Saturday, 21 October 2017

Just Do Mention Jane Austen

I never felt very easy about Jane Austen: I think she made a tremendous, far-reaching decision to leave certain things out. She forfeited passion for wit, and I think that led her to collude with certain little strategems which are horrifying in real life. She wrote about getting husbands.
Anita Brookner speaking to John Haffenden, Novelists in Interview, Methuen 1985

Observer: What did you read as a child?
Brookner: Ah! Dickens. My father fed me Dickens. Two novels for my birthday, two novels for Christmas until I'd read the lot. And after that I think it was H.G. Wells, for some reason. I've been talked about in the same context as Jane Austen. I didn't stick that label on myself, other people did. Quite inaccurate. I've never got on very well with Jane Austen.
2001 Observer interview 'Just don't mention Jane Austen'


I decided to reread Pride and Prejudice - tried to read it with an innocent eye, as if for the first time, as if I didn't know anything about it.

Something of an impossible task, I found. For one thing I felt haunted by film and television Darcys and Elizabeths. Just couldn't shake them off. So I tried, as Nabokov would have advised, to focus on the author.
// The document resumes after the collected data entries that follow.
// SPDX-FileCopyrightText: 2026 Mattia Egloff <mattia.egloff@pm.me>
//
// SPDX-License-Identifier: GPL-3.0-or-later

//! Local Identity
//!
//! The identity handed to the contact exchange once a pairing succeeds.
//! Long-term keys live elsewhere; the invitation core only passes this along.

/// Identity of the local user for one invitation attempt.
#[derive(Debug, Clone, PartialEq, Eq)]
pub struct LocalIdentity {
    id: [u8; 32],
    name: String,
}

impl LocalIdentity {
    /// Creates a local identity.
    pub fn new(id: [u8; 32], name: impl Into<String>) -> Self {
        LocalIdentity {
            id,
            name: name.into(),
        }
    }

    /// Returns the identity ID.
    pub fn id(&self) -> &[u8; 32] {
        &self.id
    }

    /// Returns the display name.
    pub fn name(&self) -> &str {
        &self.name
    }

    /// Returns a short hex fingerprint of the ID, safe to log.
    pub fn fingerprint(&self) -> String {
        hex::encode(&self.id[..4])
    }
}
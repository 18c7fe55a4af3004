// SPDX-FileCopyrightText: 2026 Mattia Egloff <mattia.egloff@pm.me>
//
// SPDX-License-Identifier: GPL-3.0-or-later

//! Common Test Utilities
//!
//! Recording listeners, a name-swapping contact exchange and peer builders
//! shared by the invitation integration tests.

#![allow(dead_code)]

use std::sync::{Arc, Condvar, Mutex};
use std::time::{Duration, Instant};

use vauchi_invite::{
    ConfirmationCode, ConnectorGroup, ContactExchange, ContactExchangeListener,
    DefaultCryptoComponent, DuplexConnection, InvitationCode, InvitationConfig, InvitationEvent,
    InvitationListener, InvitationTask, InvitationTaskFactory, InvitationTransport, LocalIdentity,
    MasterSecret, RecordReadExt, RecordWriteExt, TransportId,
};

/// Generous upper bound for anything the tests wait on.
pub const WAIT: Duration = Duration::from_secs(10);

pub fn code(value: u32) -> InvitationCode {
    InvitationCode::new(value).unwrap()
}

/// Short timeouts so failure paths finish quickly.
pub fn fast_config() -> InvitationConfig {
    InvitationConfig::default()
        .with_connection_timeout(Duration::from_secs(2))
        .with_confirmation_timeout(Duration::from_secs(5))
}

// ============================================================
// Listener
// ============================================================

/// Records every event and lets tests block until one shows up.
#[derive(Default)]
pub struct RecordingListener {
    events: Mutex<Vec<InvitationEvent>>,
    changed: Condvar,
}

impl RecordingListener {
    pub fn new() -> Arc<Self> {
        Arc::new(Self::default())
    }

    pub fn events(&self) -> Vec<InvitationEvent> {
        self.events.lock().unwrap().clone()
    }

    pub fn count(&self, matches: impl Fn(&InvitationEvent) -> bool) -> usize {
        self.events.lock().unwrap().iter().filter(|e| matches(e)).count()
    }

    /// Blocks until an event satisfying `matches` has been recorded.
    pub fn wait_for(
        &self,
        matches: impl Fn(&InvitationEvent) -> bool,
    ) -> Option<InvitationEvent> {
        let deadline = Instant::now() + WAIT;
        let mut events = self.events.lock().unwrap();
        loop {
            if let Some(event) = events.iter().find(|e| matches(e)) {
                return Some(event.clone());
            }
            let now = Instant::now();
            if now >= deadline {
                return None;
            }
            events = self.changed.wait_timeout(events, deadline - now).unwrap().0;
        }
    }

    /// Waits for key agreement and returns `(local, remote)` codes.
    pub fn wait_for_codes(&self) -> (ConfirmationCode, ConfirmationCode) {
        match self.wait_for(|e| matches!(e, InvitationEvent::KeyAgreementSucceeded { .. })) {
            Some(InvitationEvent::KeyAgreementSucceeded {
                local_code,
                remote_code,
            }) => (local_code, remote_code),
            other => panic!("key agreement did not succeed: {other:?}"),
        }
    }
}

impl InvitationListener for RecordingListener {
    fn on_event(&self, event: InvitationEvent) {
        self.events.lock().unwrap().push(event);
        self.changed.notify_all();
    }
}

// ============================================================
// Contact Exchange
// ============================================================

/// What the contact exchange was handed.
pub struct ExchangeStart {
    pub transport_id: TransportId,
    pub alice: bool,
    pub master_secret: MasterSecret,
}

/// Swaps display names over the connection it is handed.
#[derive(Default)]
pub struct NameExchange {
    starts: Mutex<Vec<ExchangeStart>>,
}

impl NameExchange {
    pub fn new() -> Arc<Self> {
        Arc::new(Self::default())
    }

    pub fn start_count(&self) -> usize {
        self.starts.lock().unwrap().len()
    }

    /// Returns `(transport, alice, secret bytes)` of the first start.
    pub fn first_start(&self) -> Option<(TransportId, bool, [u8; 32])> {
        self.starts
            .lock()
            .unwrap()
            .first()
            .map(|s| (s.transport_id.clone(), s.alice, *s.master_secret.as_bytes()))
    }
}

impl ContactExchange for NameExchange {
    fn start_exchange(
        &self,
        listener: Arc<dyn ContactExchangeListener>,
        identity: LocalIdentity,
        master_secret: MasterSecret,
        mut connection: Box<dyn DuplexConnection>,
        transport_id: TransportId,
        alice: bool,
    ) {
        self.starts.lock().unwrap().push(ExchangeStart {
            transport_id,
            alice,
            master_secret,
        });

        let sent = connection.writer().write_raw(identity.name().as_bytes());
        let received = sent.and_then(|_| connection.reader().read_raw(256));
        match received.map(String::from_utf8) {
            Ok(Ok(name)) => listener.pseudonym_exchange_succeeded(&name),
            _ => listener.pseudonym_exchange_failed(),
        }
        connection.close(false);
    }
}

// ============================================================
// Peers
// ============================================================

/// One side of an invitation, with its observers.
pub struct Peer {
    pub group: Arc<ConnectorGroup>,
    pub listener: Arc<RecordingListener>,
    pub exchange: Arc<NameExchange>,
}

impl Peer {
    pub fn new(
        name: &str,
        local: u32,
        remote: u32,
        transports: Vec<Arc<dyn InvitationTransport>>,
        config: InvitationConfig,
    ) -> Peer {
        let exchange = NameExchange::new();
        let identity = LocalIdentity::new([name.len() as u8; 32], name);
        let factory = InvitationTaskFactory::new(
            Arc::new(DefaultCryptoComponent::new()),
            transports,
            exchange.clone(),
            identity,
        )
        .with_config(config);

        let group = factory.create_group(code(local), code(remote)).unwrap();
        let listener = RecordingListener::new();
        group.add_listener(listener.clone());

        Peer {
            group,
            listener,
            exchange,
        }
    }

    pub fn connect(&self) {
        self.group.connect().unwrap();
    }

    pub fn join(&self) {
        self.group.join();
    }
}
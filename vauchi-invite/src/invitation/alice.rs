// SPDX-FileCopyrightText: 2026 Mattia Egloff <mattia.egloff@pm.me>
//
// SPDX-License-Identifier: GPL-3.0-or-later

//! Alice Connector
//!
//! Alice claims the group's connection flag as soon as her transport
//! connects, then speaks first at every step.

use tracing::info;

use super::connector::{Connector, ConnectorCore, ConnectorState};
use super::InvitationResult;
use crate::crypto::MasterSecret;
use crate::transport::DuplexConnection;

pub(crate) struct AliceConnector {
    core: ConnectorCore,
}

impl AliceConnector {
    pub(crate) fn new(core: ConnectorCore) -> Self {
        AliceConnector { core }
    }

    fn agree(&mut self, connection: &mut dyn DuplexConnection) -> InvitationResult<MasterSecret> {
        let core = &mut self.core;
        core.send_public_key_hash(connection)?;
        let hash = core.receive_public_key_hash(connection)?;
        core.transition(ConnectorState::Committed);
        core.send_public_key(connection)?;
        let key = core.receive_public_key(connection)?;
        core.derive_master_secret(&hash, &key)
    }

    fn exchange_confirmations(
        &self,
        connection: &mut dyn DuplexConnection,
        local_matched: bool,
    ) -> InvitationResult<bool> {
        self.core.send_confirmation(connection, local_matched)?;
        self.core.receive_confirmation(connection)
    }
}

impl Connector for AliceConnector {
    fn run(mut self: Box<Self>) -> InvitationResult<ConnectorState> {
        let Some(mut connection) = self.core.create_invitation_connection() else {
            return Ok(self.core.transition(ConnectorState::Failed));
        };
        info!(transport = %self.core.transport_id(), "Alice connected");

        if self.core.group.get_and_set_connected() {
            info!(transport = %self.core.transport_id(), "Redundant connection");
            self.core.try_to_close(connection.as_mut(), false);
            return Ok(self.core.transition(ConnectorState::Redundant));
        }
        self.core.group.connection_succeeded();

        let secret = match self.agree(connection.as_mut()) {
            Ok(secret) => secret,
            Err(e) => return Ok(self.core.key_agreement_failed(connection, e)),
        };
        self.core.publish_confirmation_codes(&secret);

        self.core.transition(ConnectorState::AwaitingLocalConfirmation);
        let local_matched = match self.core.group.wait_for_local_confirmation() {
            Ok(matched) => matched,
            // Poisoned gate only; nothing panics while holding its lock
            Err(e) => return self.core.interrupted(connection, e),
        };

        self.core.transition(ConnectorState::AwaitingRemoteConfirmation);
        match self.exchange_confirmations(connection.as_mut(), local_matched) {
            Ok(remote_matched) => Ok(self
                .core
                .finish(connection, secret, local_matched, remote_matched)),
            Err(e) => Ok(self.core.confirmation_exchange_failed(connection, e)),
        }
    }
}
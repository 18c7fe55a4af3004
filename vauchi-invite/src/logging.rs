// SPDX-FileCopyrightText: 2026 Mattia Egloff <mattia.egloff@pm.me>
//
// SPDX-License-Identifier: GPL-3.0-or-later

//! Logging
//!
//! The library only emits `tracing` events. Hosts that do not install their
//! own subscriber can call `init_logging` once at startup.

use thiserror::Error;
use tracing_subscriber::{fmt, layer::SubscriberExt, util::SubscriberInitExt, EnvFilter};

/// Filter used when `RUST_LOG` is not set.
pub const DEFAULT_FILTER: &str = "vauchi_invite=info";

/// Logging setup errors.
#[derive(Error, Debug)]
pub enum LoggingError {
    #[error("Invalid log filter: {0}")]
    InvalidFilter(String),

    #[error("A global subscriber is already installed: {0}")]
    AlreadyInitialized(String),
}

/// Installs a fmt subscriber honouring `RUST_LOG`, falling back to
/// [`DEFAULT_FILTER`].
pub fn init_logging() -> Result<(), LoggingError> {
    let filter = EnvFilter::try_from_default_env()
        .or_else(|_| EnvFilter::try_new(DEFAULT_FILTER))
        .map_err(|e| LoggingError::InvalidFilter(e.to_string()))?;
    install(filter)
}

/// Installs a fmt subscriber with an explicit filter directive.
pub fn init_logging_with_filter(directive: &str) -> Result<(), LoggingError> {
    let filter =
        EnvFilter::try_new(directive).map_err(|e| LoggingError::InvalidFilter(e.to_string()))?;
    install(filter)
}

fn install(filter: EnvFilter) -> Result<(), LoggingError> {
    tracing_subscriber::registry()
        .with(filter)
        .with(fmt::layer().with_target(true))
        .try_init()
        .map_err(|e| LoggingError::AlreadyInitialized(e.to_string()))
}

#[cfg(test)]
mod tests {
    use super::*;

    #[test]
    fn test_second_init_fails() {
        let _ = init_logging_with_filter("vauchi_invite=debug");
        assert!(matches!(
            init_logging(),
            Err(LoggingError::AlreadyInitialized(_))
        ));
    }

    #[test]
    fn test_invalid_filter_rejected() {
        assert!(matches!(
            init_logging_with_filter("vauchi_invite=loud"),
            Err(LoggingError::InvalidFilter(_))
        ));
    }
}
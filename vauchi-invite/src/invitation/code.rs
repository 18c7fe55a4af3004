// SPDX-FileCopyrightText: 2026 Mattia Egloff <mattia.egloff@pm.me>
//
// SPDX-License-Identifier: GPL-3.0-or-later

//! Invitation and Confirmation Codes
//!
//! Both kinds of code are shown to humans as six digits.
//! Invitation codes are public and only pick roles and rendezvous
//! parameters; confirmation codes are derived from the master secret.

use std::fmt;
use std::str::FromStr;

use ring::rand::{SecureRandom, SystemRandom};

use super::InvitationError;
use crate::crypto::CODE_MODULUS;

/// Largest valid code value.
pub const MAX_CODE: u32 = CODE_MODULUS - 1;

/// A code shown on one device and typed or discovered on the other.
#[derive(Debug, Clone, Copy, PartialEq, Eq, PartialOrd, Ord, Hash)]
pub struct InvitationCode(u32);

impl InvitationCode {
    /// Wraps a code value, rejecting anything above [`MAX_CODE`].
    pub fn new(value: u32) -> Result<Self, InvitationError> {
        if value > MAX_CODE {
            return Err(InvitationError::InvalidCode(format!(
                "{value} exceeds {MAX_CODE}"
            )));
        }
        Ok(InvitationCode(value))
    }

    /// Generates a random code.
    pub fn generate() -> Result<Self, InvitationError> {
        let rng = SystemRandom::new();
        let mut bytes = [0u8; 4];
        rng.fill(&mut bytes)
            .map_err(|_| InvitationError::InvalidCode("system RNG failed".into()))?;
        Ok(InvitationCode(u32::from_be_bytes(bytes) % CODE_MODULUS))
    }

    /// Returns the numeric value.
    pub fn value(self) -> u32 {
        self.0
    }
}

impl fmt::Display for InvitationCode {
    fn fmt(&self, f: &mut fmt::Formatter<'_>) -> fmt::Result {
        write!(f, "{:06}", self.0)
    }
}

impl FromStr for InvitationCode {
    type Err = InvitationError;

    fn from_str(s: &str) -> Result<Self, Self::Err> {
        let trimmed = s.trim();
        if trimmed.is_empty() || !trimmed.chars().all(|c| c.is_ascii_digit()) {
            return Err(InvitationError::InvalidCode(format!(
                "'{trimmed}' is not a number"
            )));
        }
        let value: u32 = trimmed
            .parse()
            .map_err(|_| InvitationError::InvalidCode(format!("'{trimmed}' is out of range")))?;
        InvitationCode::new(value)
    }
}

/// A code derived from the master secret for human comparison.
#[derive(Debug, Clone, Copy, PartialEq, Eq, Hash)]
pub struct ConfirmationCode(u32);

impl ConfirmationCode {
    /// Wraps a derived code value.
    pub fn new(value: u32) -> Self {
        ConfirmationCode(value % CODE_MODULUS)
    }

    /// Returns the numeric value.
    pub fn value(self) -> u32 {
        self.0
    }
}

impl fmt::Display for ConfirmationCode {
    fn fmt(&self, f: &mut fmt::Formatter<'_>) -> fmt::Result {
        write!(f, "{:06}", self.0)
    }
}

/// Which side of the protocol we play. Alice sends first at every step.
#[derive(Debug, Clone, Copy, PartialEq, Eq)]
pub enum Role {
    Alice,
    Bob,
}

impl Role {
    /// The side with the numerically smaller invitation code is Alice.
    pub fn from_codes(local: InvitationCode, remote: InvitationCode) -> Role {
        if local < remote {
            Role::Alice
        } else {
            Role::Bob
        }
    }

    /// Whether this is Alice.
    pub fn is_alice(self) -> bool {
        self == Role::Alice
    }

    /// Orders `(local, remote)` as `(alice, bob)`.
    pub fn alice_first<T>(self, local: T, remote: T) -> (T, T) {
        match self {
            Role::Alice => (local, remote),
            Role::Bob => (remote, local),
        }
    }
}

impl fmt::Display for Role {
    fn fmt(&self, f: &mut fmt::Formatter<'_>) -> fmt::Result {
        match self {
            Role::Alice => f.write_str("Alice"),
            Role::Bob => f.write_str("Bob"),
        }
    }
}

#[cfg(test)]
mod tests {
    use super::*;

    #[test]
    fn test_generated_codes_in_range() {
        for _ in 0..100 {
            assert!(InvitationCode::generate().unwrap().value() <= MAX_CODE);
        }
    }

    #[test]
    fn test_display_is_six_digits() {
        assert_eq!(InvitationCode::new(42).unwrap().to_string(), "000042");
        assert_eq!(ConfirmationCode::new(123456).to_string(), "123456");
    }

    #[test]
    fn test_parse() {
        assert_eq!("000042".parse::<InvitationCode>().unwrap().value(), 42);
        assert_eq!(" 999999 ".parse::<InvitationCode>().unwrap().value(), MAX_CODE);
        assert!("1000000".parse::<InvitationCode>().is_err());
        assert!("-1".parse::<InvitationCode>().is_err());
        assert!("12a456".parse::<InvitationCode>().is_err());
        assert!("".parse::<InvitationCode>().is_err());
        assert!("99999999999".parse::<InvitationCode>().is_err());
    }

    #[test]
    fn test_role_from_codes() {
        let low = InvitationCode::new(123456).unwrap();
        let high = InvitationCode::new(654321).unwrap();

        assert_eq!(Role::from_codes(low, high), Role::Alice);
        assert_eq!(Role::from_codes(high, low), Role::Bob);
    }

    #[test]
    fn test_alice_first() {
        assert_eq!(Role::Alice.alice_first(1, 2), (1, 2));
        assert_eq!(Role::Bob.alice_first(1, 2), (2, 1));
    }
}
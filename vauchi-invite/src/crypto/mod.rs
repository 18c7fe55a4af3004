// SPDX-FileCopyrightText: 2026 Mattia Egloff <mattia.egloff@pm.me>
//
// SPDX-License-Identifier: GPL-3.0-or-later

//! Cryptographic Provider
//!
//! The invitation protocol only depends on the `CryptoComponent` trait.
//! `DefaultCryptoComponent` implements it with X25519 (`x25519-dalek`),
//! SHA-256 and HKDF-SHA256 (`ring`).

pub mod agreement;
pub mod kdf;
pub mod pseudo_random;

use ring::digest;
use thiserror::Error;
use zeroize::Zeroize;

pub use agreement::{
    AgreementKeyPair, AgreementKeyParser, AgreementPublicKey, AGREEMENT_PUBLIC_KEY_LENGTH,
};
pub use kdf::HKDF;
pub use pseudo_random::PseudoRandom;

/// Length of a commitment hash.
pub const HASH_LENGTH: usize = 32;

/// Length of the master secret.
pub const MASTER_SECRET_LENGTH: usize = 32;

/// Invitation and confirmation codes are taken modulo this (six digits).
pub const CODE_MODULUS: u32 = 1_000_000;

/// Domain separation labels.
pub const COMMIT_LABEL: &[u8] = b"Vauchi_Invitation_Commitment";
const MASTER_SECRET_LABEL: &[u8] = b"Vauchi_Invitation_Master_Secret";
const ALICE_CODE_LABEL: &[u8] = b"Vauchi_Invitation_Alice_Code";
const BOB_CODE_LABEL: &[u8] = b"Vauchi_Invitation_Bob_Code";

/// Cryptographic error types.
#[derive(Error, Debug, Clone, PartialEq, Eq)]
pub enum CryptoError {
    #[error("Malformed public key ({length} bytes)")]
    MalformedPublicKey { length: usize },

    #[error("Key agreement produced a non-contributory secret")]
    NonContributory,

    #[error("Public key does not match commitment")]
    CommitmentMismatch,

    #[error("Key derivation failed: {0}")]
    KeyDerivation(String),
}

/// Shared secret agreed by one successful connector.
///
/// Handed to the contact exchange and never retained by the invitation core.
#[derive(Clone, PartialEq, Eq)]
pub struct MasterSecret([u8; MASTER_SECRET_LENGTH]);

impl std::fmt::Debug for MasterSecret {
    fn fmt(&self, f: &mut std::fmt::Formatter<'_>) -> std::fmt::Result {
        f.write_str("MasterSecret([REDACTED])")
    }
}

impl Drop for MasterSecret {
    fn drop(&mut self) {
        self.0.zeroize();
    }
}

impl MasterSecret {
    /// Wraps raw secret bytes.
    pub fn from_bytes(bytes: [u8; MASTER_SECRET_LENGTH]) -> Self {
        MasterSecret(bytes)
    }

    /// Returns the secret bytes.
    pub fn as_bytes(&self) -> &[u8; MASTER_SECRET_LENGTH] {
        &self.0
    }
}

/// Primitives consumed by the invitation protocol.
pub trait CryptoComponent: Send + Sync {
    /// Generates a fresh agreement keypair.
    fn generate_agreement_key_pair(&self) -> AgreementKeyPair;

    /// Returns the parser for agreement public keys received from a peer.
    fn agreement_key_parser(&self) -> AgreementKeyParser;

    /// Hashes `input` under a domain-separation label.
    fn hash(&self, label: &[u8], input: &[u8]) -> [u8; HASH_LENGTH];

    /// Combines the peer's public key with our keypair.
    ///
    /// `alice` is our role, used to put both public keys in the same order
    /// on both sides.
    fn derive_master_secret(
        &self,
        their_public_key: &[u8],
        our_key_pair: &AgreementKeyPair,
        alice: bool,
    ) -> Result<MasterSecret, CryptoError>;

    /// Derives Alice's (`for_alice`) or Bob's confirmation code.
    fn derive_confirmation_code(&self, master_secret: &MasterSecret, for_alice: bool) -> u32;

    /// Returns a stream seeded from two invitation codes.
    fn pseudo_random(&self, seed1: u32, seed2: u32) -> PseudoRandom;

    /// Commitment sent before a public key is revealed.
    fn commitment(&self, public_key: &[u8]) -> [u8; HASH_LENGTH] {
        self.hash(COMMIT_LABEL, public_key)
    }

    /// Checks a revealed public key against the commitment received earlier.
    fn verify_commitment(&self, commitment: &[u8], public_key: &[u8]) -> Result<(), CryptoError> {
        let expected = self.commitment(public_key);
        if commitment.len() != HASH_LENGTH || expected.as_slice() != commitment {
            return Err(CryptoError::CommitmentMismatch);
        }
        Ok(())
    }
}

/// X25519 + SHA-256 + HKDF-SHA256 implementation.
#[derive(Debug, Clone, Copy, Default)]
pub struct DefaultCryptoComponent;

impl DefaultCryptoComponent {
    /// Creates the default provider.
    pub fn new() -> Self {
        DefaultCryptoComponent
    }
}

impl CryptoComponent for DefaultCryptoComponent {
    fn generate_agreement_key_pair(&self) -> AgreementKeyPair {
        AgreementKeyPair::generate()
    }

    fn agreement_key_parser(&self) -> AgreementKeyParser {
        AgreementKeyParser
    }

    fn hash(&self, label: &[u8], input: &[u8]) -> [u8; HASH_LENGTH] {
        // Length-prefix the label so (label, input) splits are unambiguous
        let mut ctx = digest::Context::new(&digest::SHA256);
        ctx.update(&(label.len() as u32).to_be_bytes());
        ctx.update(label);
        ctx.update(input);

        let mut out = [0u8; HASH_LENGTH];
        out.copy_from_slice(ctx.finish().as_ref());
        out
    }

    fn derive_master_secret(
        &self,
        their_public_key: &[u8],
        our_key_pair: &AgreementKeyPair,
        alice: bool,
    ) -> Result<MasterSecret, CryptoError> {
        let theirs = self.agreement_key_parser().parse(their_public_key)?;
        let mut shared = our_key_pair.agree(&theirs)?;

        let ours = our_key_pair.public_key();
        let (alice_key, bob_key) = if alice {
            (ours.as_bytes(), theirs.as_bytes())
        } else {
            (theirs.as_bytes(), ours.as_bytes())
        };

        let mut ikm = Vec::with_capacity(shared.len() + 2 * AGREEMENT_PUBLIC_KEY_LENGTH);
        ikm.extend_from_slice(&shared);
        ikm.extend_from_slice(alice_key);
        ikm.extend_from_slice(bob_key);

        let derived = HKDF::derive_key(Some(MASTER_SECRET_LABEL), &ikm, MASTER_SECRET_LABEL);
        shared.zeroize();
        ikm.zeroize();

        Ok(MasterSecret(derived?))
    }

    fn derive_confirmation_code(&self, master_secret: &MasterSecret, for_alice: bool) -> u32 {
        let label = if for_alice {
            ALICE_CODE_LABEL
        } else {
            BOB_CODE_LABEL
        };
        let prk = HKDF::extract(None, master_secret.as_bytes());
        // Four bytes are always within HKDF's output limit
        let okm = HKDF::expand(&prk, label, 4).unwrap_or_else(|_| vec![0u8; 4]);
        u32::from_be_bytes([okm[0], okm[1], okm[2], okm[3]]) % CODE_MODULUS
    }

    fn pseudo_random(&self, seed1: u32, seed2: u32) -> PseudoRandom {
        PseudoRandom::new(seed1, seed2)
    }
}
What does Jane Austen think of the limited and oppressive world she depicts or rather creates? She's both an insider and an outsider, at once disaffected and invested in it. Take the interaction between Mr Bennet and Elizabeth on first meeting Mr Collins:
Mr Bennet's expectations were fully answered. His cousin was as absurd as he had hoped, and he listened to him with the keenest enjoyment, maintaining at the same time the most resolute composure of countenance, and, except in the occasional glance at Elizabeth, requiring no partner in his pleasure. (Ch. 14)
This is subtly but not radically subversive; it is subversion from within, and probably as far as Austen is prepared to go. Her world is simultaneously cosy and comfortless. She's a satirist, but a conservative satirist.

Pride and Prejudice isn't comic throughout. It shows its eighteenth-century, Richardsonian roots in its sombre passages, in extended discussions and conversations about friendship and conduct. Austen might be said to achieve a balance between the modes of that century, between the comedy of Smollett and Sterne and the high seriousness of Samuel Richardson.

Additionally Austen is good at undercutting her comedy. Mr Bennet's 'You have delighted us long enough', aimed at the talentless Mary, is a famous put-down, but Austen's quiet authorial follow-up renders Mr Bennet a cynic and Lizzy ever more the human and moral centre of the book:
Mary, though pretending not to hear, was somewhat disconcerted; and Elizabeth, sorry for her, and sorry for her father's speech, was afraid her anxiety had done no good. (Ch. 18)
What is there in Brookner's cavils? Austen does indeed write about getting husbands, but the lives of the Bennet sisters and their circle are far more socially precarious than the existence of anyone in Brookner. Miss Lucas's 'pure and disinterested desire of an establishment', for example (ch. 22), carries with it the burden of rather shocking knowledge. Jane Austen may have left certain things out, but they're never far from the surface.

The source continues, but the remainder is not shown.